Morning came early. I remember waking up and feeling the fog of dehydration. We had all tried to drink as much water as possible, even guzzling what we thought was too much before bed. But I never got up once to pee…so I guess it wasn’t really enough! We made our coffee and dehydrated breakfast, and suddenly our camp was dry! Curt mentioned that he had already gone uphill and retrieved two of the 2.5gal containers, leaving us with 5 gallons of water for the rest of our trip! Hmm…what happened to having more than enough? I pointed out the heavy salt stains in my shirt. It had been hot the day before while prospecting, and my heavy long sleeve T shirt had been great protection from the elements, but it had also had me sweating like crazy, and drinking tons of water. We discussed how much water we must have drank each, and shaking our heads, accepted that what seemed ‘more than enough’ was actually insufficient. Oh well, we loaded up what water was left, and set out to detect whatever new ground we could get ourselves into.

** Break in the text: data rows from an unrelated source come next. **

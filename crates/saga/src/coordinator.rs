//! Saga coordinator for booking creation.

use std::time::Instant;

use chrono::Duration;
use common::{AggregateId, BookingId};
use domain::{Aggregate, BookingService, BookingStatus, DomainEvent, RegisterBooking};
use event_store::{AppendOptions, EventEnvelope, EventStore, Version};
use serde::Serialize;
use serde_json::Value;

use crate::aggregate::BookingSaga;
use crate::booking_flow;
use crate::error::{BookingError, PromotionError, SagaError};
use crate::events::SagaEvent;
use crate::promotion::{PromotionApplier, PromotionOutcome};
use crate::request::{BookingRequest, ValidatedBooking};
use crate::reservation::{HoldToken, SlotReservationManager};
use crate::services::{BookingGateway, BookingPayload, PromotionGateway, SlotAuthority};

/// How a booking saga run ended, when it did not fail.
#[derive(Debug, Clone, PartialEq, Eq, Serialize)]
#[serde(tag = "outcome", rename_all = "camelCase", rename_all_fields = "camelCase")]
pub enum BookingOutcome {
    /// The booking exists remotely and is recorded locally as `PENDING`.
    Created {
        saga_id: AggregateId,
        booking_id: BookingId,
        status: BookingStatus,
        promotion: Option<PromotionOutcome>,
        warnings: Vec<String>,
    },
    /// The backend accepted the booking but it could not be confirmed: the
    /// response carried no usable id, or the local record failed.
    Degraded {
        saga_id: AggregateId,
        booking_id: Option<BookingId>,
        reason: String,
        warnings: Vec<String>,
    },
}

impl BookingOutcome {
    pub fn saga_id(&self) -> AggregateId {
        match self {
            BookingOutcome::Created { saga_id, .. } | BookingOutcome::Degraded { saga_id, .. } => {
                *saga_id
            }
        }
    }

    pub fn booking_id(&self) -> Option<BookingId> {
        match self {
            BookingOutcome::Created { booking_id, .. } => Some(*booking_id),
            BookingOutcome::Degraded { booking_id, .. } => *booking_id,
        }
    }

    pub fn is_degraded(&self) -> bool {
        matches!(self, BookingOutcome::Degraded { .. })
    }

    pub fn warnings(&self) -> &[String] {
        match self {
            BookingOutcome::Created { warnings, .. } | BookingOutcome::Degraded { warnings, .. } => {
                warnings
            }
        }
    }
}

/// Orchestrates booking creation.
///
/// Steps run strictly in order: hold the slot, create the booking, apply the
/// promotion. A failed create releases the hold; a failed promotion is only a
/// warning. Every run is recorded as an event-sourced [`BookingSaga`].
pub struct BookingSagaCoordinator<S, A, B, P>
where
    S: EventStore,
    A: SlotAuthority,
    B: BookingGateway,
    P: PromotionGateway,
{
    store: S,
    bookings: BookingService<S>,
    reservations: SlotReservationManager<A>,
    gateway: B,
    promotions: PromotionApplier<S, P>,
}

/// A saga run in progress: its id and the state rebuilt from what it has
/// recorded so far.
struct Run {
    saga_id: AggregateId,
    saga: BookingSaga,
    started: Instant,
}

The Biggest Desert Waterfall Ever

Once again, I decided to head downstream. This time though, Owen came with me. We decided to jump out of the wash and cross the saddle where I had found the camp the day before, and try going overland to pick up the wash much further down, then detect our way back. We knew the wash took a 90 degree turn to the south so we checked our compass and kept bearing west/southwesterly as we traversed the steep hillsides, thick brush, and loose gravel. We got lucky several times and found game trails that we could follow a bit, at least till they went through or under some thick brush that just wasn’t worth the energy to push through.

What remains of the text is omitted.